(INPUT Opens)

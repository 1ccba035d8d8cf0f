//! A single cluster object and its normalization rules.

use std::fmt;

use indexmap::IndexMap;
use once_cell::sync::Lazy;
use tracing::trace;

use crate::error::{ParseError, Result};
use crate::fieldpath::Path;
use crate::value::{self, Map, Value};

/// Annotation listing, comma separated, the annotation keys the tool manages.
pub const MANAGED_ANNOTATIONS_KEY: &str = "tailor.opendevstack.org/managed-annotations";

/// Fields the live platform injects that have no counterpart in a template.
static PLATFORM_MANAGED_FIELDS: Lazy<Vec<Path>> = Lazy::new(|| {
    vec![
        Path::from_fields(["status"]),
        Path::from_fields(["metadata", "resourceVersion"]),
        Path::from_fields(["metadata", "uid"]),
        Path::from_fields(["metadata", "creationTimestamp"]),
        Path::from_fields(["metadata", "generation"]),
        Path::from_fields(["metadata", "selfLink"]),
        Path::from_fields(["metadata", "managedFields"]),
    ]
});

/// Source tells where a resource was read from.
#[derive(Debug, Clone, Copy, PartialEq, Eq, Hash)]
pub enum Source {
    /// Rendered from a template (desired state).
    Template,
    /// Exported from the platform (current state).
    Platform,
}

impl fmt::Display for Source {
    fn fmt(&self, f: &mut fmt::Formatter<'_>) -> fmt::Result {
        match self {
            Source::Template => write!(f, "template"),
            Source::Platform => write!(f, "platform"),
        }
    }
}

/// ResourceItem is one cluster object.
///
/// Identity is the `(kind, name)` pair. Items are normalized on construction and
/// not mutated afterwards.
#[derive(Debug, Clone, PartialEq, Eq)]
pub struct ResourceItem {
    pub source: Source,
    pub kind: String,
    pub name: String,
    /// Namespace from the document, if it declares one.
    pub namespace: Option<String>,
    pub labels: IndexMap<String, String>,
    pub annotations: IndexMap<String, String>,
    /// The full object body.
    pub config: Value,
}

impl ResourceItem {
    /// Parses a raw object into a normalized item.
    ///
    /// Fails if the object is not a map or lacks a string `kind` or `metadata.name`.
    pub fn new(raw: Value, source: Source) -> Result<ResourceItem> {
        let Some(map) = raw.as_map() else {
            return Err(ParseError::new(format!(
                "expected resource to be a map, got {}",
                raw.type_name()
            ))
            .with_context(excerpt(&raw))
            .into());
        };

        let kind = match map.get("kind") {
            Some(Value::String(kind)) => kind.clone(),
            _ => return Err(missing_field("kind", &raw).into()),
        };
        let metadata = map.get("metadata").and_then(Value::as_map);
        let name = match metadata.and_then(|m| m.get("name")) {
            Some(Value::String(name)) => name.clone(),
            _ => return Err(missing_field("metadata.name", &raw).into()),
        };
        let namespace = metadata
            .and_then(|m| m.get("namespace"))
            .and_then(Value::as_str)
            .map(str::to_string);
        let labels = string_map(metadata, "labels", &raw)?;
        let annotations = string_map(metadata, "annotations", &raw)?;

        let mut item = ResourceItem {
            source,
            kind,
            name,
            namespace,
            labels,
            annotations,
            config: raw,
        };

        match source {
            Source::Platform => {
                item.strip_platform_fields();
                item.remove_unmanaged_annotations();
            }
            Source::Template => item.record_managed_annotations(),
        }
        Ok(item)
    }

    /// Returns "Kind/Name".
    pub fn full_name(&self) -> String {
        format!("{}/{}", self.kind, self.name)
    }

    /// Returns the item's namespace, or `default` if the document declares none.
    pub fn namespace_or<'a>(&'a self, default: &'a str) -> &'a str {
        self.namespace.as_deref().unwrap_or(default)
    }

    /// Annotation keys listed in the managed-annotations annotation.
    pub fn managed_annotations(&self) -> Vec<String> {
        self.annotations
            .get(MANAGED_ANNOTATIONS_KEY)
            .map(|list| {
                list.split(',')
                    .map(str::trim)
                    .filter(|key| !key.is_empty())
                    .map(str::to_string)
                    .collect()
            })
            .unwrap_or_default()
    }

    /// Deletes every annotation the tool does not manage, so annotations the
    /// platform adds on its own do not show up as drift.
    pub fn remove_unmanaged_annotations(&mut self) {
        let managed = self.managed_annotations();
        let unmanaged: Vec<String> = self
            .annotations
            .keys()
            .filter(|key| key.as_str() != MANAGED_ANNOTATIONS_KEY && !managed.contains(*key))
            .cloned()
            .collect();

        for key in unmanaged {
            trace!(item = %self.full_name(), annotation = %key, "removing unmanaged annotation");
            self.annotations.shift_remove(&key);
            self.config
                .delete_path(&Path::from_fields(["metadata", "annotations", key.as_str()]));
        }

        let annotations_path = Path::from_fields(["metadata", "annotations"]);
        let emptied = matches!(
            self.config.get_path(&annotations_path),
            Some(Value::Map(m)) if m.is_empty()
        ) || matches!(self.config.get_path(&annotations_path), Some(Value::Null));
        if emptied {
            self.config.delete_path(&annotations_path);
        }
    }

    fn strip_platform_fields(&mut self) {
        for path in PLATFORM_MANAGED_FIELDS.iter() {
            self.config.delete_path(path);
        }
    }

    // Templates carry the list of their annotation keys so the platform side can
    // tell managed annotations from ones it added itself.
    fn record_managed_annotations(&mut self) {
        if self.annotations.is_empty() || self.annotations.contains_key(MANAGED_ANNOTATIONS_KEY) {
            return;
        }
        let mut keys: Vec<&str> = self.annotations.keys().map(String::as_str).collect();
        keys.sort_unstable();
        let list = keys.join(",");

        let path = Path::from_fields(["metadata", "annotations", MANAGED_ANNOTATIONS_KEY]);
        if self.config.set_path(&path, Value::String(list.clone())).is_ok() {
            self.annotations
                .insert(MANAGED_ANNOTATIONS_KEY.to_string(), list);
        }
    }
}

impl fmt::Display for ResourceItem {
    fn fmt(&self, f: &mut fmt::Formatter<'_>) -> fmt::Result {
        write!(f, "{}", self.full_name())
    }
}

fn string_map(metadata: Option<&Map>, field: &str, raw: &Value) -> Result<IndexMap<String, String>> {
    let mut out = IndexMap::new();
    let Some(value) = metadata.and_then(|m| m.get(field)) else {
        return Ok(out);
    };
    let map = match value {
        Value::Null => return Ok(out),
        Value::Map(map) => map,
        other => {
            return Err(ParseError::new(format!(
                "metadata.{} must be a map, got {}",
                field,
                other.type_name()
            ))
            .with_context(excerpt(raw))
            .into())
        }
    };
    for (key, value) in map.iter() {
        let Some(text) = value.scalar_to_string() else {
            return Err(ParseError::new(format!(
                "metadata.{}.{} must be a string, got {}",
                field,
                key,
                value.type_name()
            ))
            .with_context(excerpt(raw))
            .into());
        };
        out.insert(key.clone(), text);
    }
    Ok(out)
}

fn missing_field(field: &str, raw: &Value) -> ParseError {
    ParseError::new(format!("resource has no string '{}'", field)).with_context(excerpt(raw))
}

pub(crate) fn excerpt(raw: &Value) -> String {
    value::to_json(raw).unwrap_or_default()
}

(INPUT Closes)

ACTIVITY: Please return all of the entries exactly as they were given.

EXPECTED ANSWER:
repository 1ccba035d8d8cf0f
//! A single cluster object and its normalization rules.

use std::fmt;

use indexmap::IndexMap;
use once_cell::sync::Lazy;
use tracing::trace;

use crate::error::{ParseError, Result};
use crate::fieldpath::Path;
use crate::value::{self, Map, Value};

/// Annotation listing, comma separated, the annotation keys the tool manages.
pub const MANAGED_ANNOTATIONS_KEY: &str = "tailor.opendevstack.org/managed-annotations";

/// Fields the live platform injects that have no counterpart in a template.
static PLATFORM_MANAGED_FIELDS: Lazy<Vec<Path>> = Lazy::new(|| {
    vec![
        Path::from_fields(["status"]),
        Path::from_fields(["metadata", "resourceVersion"]),
        Path::from_fields(["metadata", "uid"]),
        Path::from_fields(["metadata", "creationTimestamp"]),
        Path::from_fields(["metadata", "generation"]),
        Path::from_fields(["metadata", "selfLink"]),
        Path::from_fields(["metadata", "managedFields"]),
    ]
});

/// Source tells where a resource was read from.
#[derive(Debug, Clone, Copy, PartialEq, Eq, Hash)]
pub enum Source {
    /// Rendered from a template (desired state).
    Template,
    /// Exported from the platform (current state).
    Platform,
}

impl fmt::Display for Source {
    fn fmt(&self, f: &mut fmt::Formatter<'_>) -> fmt::Result {
        match self {
            Source::Template => write!(f, "template"),
            Source::Platform => write!(f, "platform"),
        }
    }
}

/// ResourceItem is one cluster object.
///
/// Identity is the `(kind, name)` pair. Items are normalized on construction and
/// not mutated afterwards.
#[derive(Debug, Clone, PartialEq, Eq)]
pub struct ResourceItem {
    pub source: Source,
    pub kind: String,
    pub name: String,
    /// Namespace from the document, if it declares one.
    pub namespace: Option<String>,
    pub labels: IndexMap<String, String>,
    pub annotations: IndexMap<String, String>,
    /// The full object body.
    pub config: Value,
}

impl ResourceItem {
    /// Parses a raw object into a normalized item.
    ///
    /// Fails if the object is not a map or lacks a string `kind` or `metadata.name`.
    pub fn new(raw: Value, source: Source) -> Result<ResourceItem> {
        let Some(map) = raw.as_map() else {
            return Err(ParseError::new(format!(
                "expected resource to be a map, got {}",
                raw.type_name()
            ))
            .with_context(excerpt(&raw))
            .into());
        };

        let kind = match map.get("kind") {
            Some(Value::String(kind)) => kind.clone(),
            _ => return Err(missing_field("kind", &raw).into()),
        };
        let metadata = map.get("metadata").and_then(Value::as_map);
        let name = match metadata.and_then(|m| m.get("name")) {
            Some(Value::String(name)) => name.clone(),
            _ => return Err(missing_field("metadata.name", &raw).into()),
        };
        let namespace = metadata
            .and_then(|m| m.get("namespace"))
            .and_then(Value::as_str)
            .map(str::to_string);
        let labels = string_map(metadata, "labels", &raw)?;
        let annotations = string_map(metadata, "annotations", &raw)?;

        let mut item = ResourceItem {
            source,
            kind,
            name,
            namespace,
            labels,
            annotations,
            config: raw,
        };

        match source {
            Source::Platform => {
                item.strip_platform_fields();
                item.remove_unmanaged_annotations();
            }
            Source::Template => item.record_managed_annotations(),
        }
        Ok(item)
    }

    /// Returns "Kind/Name".
    pub fn full_name(&self) -> String {
        format!("{}/{}", self.kind, self.name)
    }

    /// Returns the item's namespace, or `default` if the document declares none.
    pub fn namespace_or<'a>(&'a self, default: &'a str) -> &'a str {
        self.namespace.as_deref().unwrap_or(default)
    }

    /// Annotation keys listed in the managed-annotations annotation.
    pub fn managed_annotations(&self) -> Vec<String> {
        self.annotations
            .get(MANAGED_ANNOTATIONS_KEY)
            .map(|list| {
                list.split(',')
                    .map(str::trim)
                    .filter(|key| !key.is_empty())
                    .map(str::to_string)
                    .collect()
            })
            .unwrap_or_default()
    }

    /// Deletes every annotation the tool does not manage, so annotations the
    /// platform adds on its own do not show up as drift.
    pub fn remove_unmanaged_annotations(&mut self) {
        let managed = self.managed_annotations();
        let unmanaged: Vec<String> = self
            .annotations
            .keys()
            .filter(|key| key.as_str() != MANAGED_ANNOTATIONS_KEY && !managed.contains(*key))
            .cloned()
            .collect();

        for key in unmanaged {
            trace!(item = %self.full_name(), annotation = %key, "removing unmanaged annotation");
            self.annotations.shift_remove(&key);
            self.config
                .delete_path(&Path::from_fields(["metadata", "annotations", key.as_str()]));
        }

        let annotations_path = Path::from_fields(["metadata", "annotations"]);
        let emptied = matches!(
            self.config.get_path(&annotations_path),
            Some(Value::Map(m)) if m.is_empty()
        ) || matches!(self.config.get_path(&annotations_path), Some(Value::Null));
        if emptied {
            self.config.delete_path(&annotations_path);
        }
    }

    fn strip_platform_fields(&mut self) {
        for path in PLATFORM_MANAGED_FIELDS.iter() {
            self.config.delete_path(path);
        }
    }

    // Templates carry the list of their annotation keys so the platform side can
    // tell managed annotations from ones it added itself.
    fn record_managed_annotations(&mut self) {
        if self.annotations.is_empty() || self.annotations.contains_key(MANAGED_ANNOTATIONS_KEY) {
            return;
        }
        let mut keys: Vec<&str> = self.annotations.keys().map(String::as_str).collect();
        keys.sort_unstable();
        let list = keys.join(",");

        let path = Path::from_fields(["metadata", "annotations", MANAGED_ANNOTATIONS_KEY]);
        if self.config.set_path(&path, Value::String(list.clone())).is_ok() {
            self.annotations
                .insert(MANAGED_ANNOTATIONS_KEY.to_string(), list);
        }
    }
}

impl fmt::Display for ResourceItem {
    fn fmt(&self, f: &mut fmt::Formatter<'_>) -> fmt::Result {
        write!(f, "{}", self.full_name())
    }
}

fn string_map(metadata: Option<&Map>, field: &str, raw: &Value) -> Result<IndexMap<String, String>> {
    let mut out = IndexMap::new();
    let Some(value) = metadata.and_then(|m| m.get(field)) else {
        return Ok(out);
    };
    let map = match value {
        Value::Null => return Ok(out),
        Value::Map(map) => map,
        other => {
            return Err(ParseError::new(format!(
                "metadata.{} must be a map, got {}",
                field,
                other.type_name()
            ))
            .with_context(excerpt(raw))
            .into())
        }
    };
    for (key, value) in map.iter() {
        let Some(text) = value.scalar_to_string() else {
            return Err(ParseError::new(format!(
                "metadata.{}.{} must be a string, got {}",
                field,
                key,
                value.type_name()
            ))
            .with_context(excerpt(raw))
            .into());
        };
        out.insert(key.clone(), text);
    }
    Ok(out)
}

fn missing_field(field: &str, raw: &Value) -> ParseError {
    ParseError::new(format!("resource has no string '{}'", field)).with_context(excerpt(raw))
}

pub(crate) fn excerpt(raw: &Value) -> String {
    value::to_json(raw).unwrap_or_default()
}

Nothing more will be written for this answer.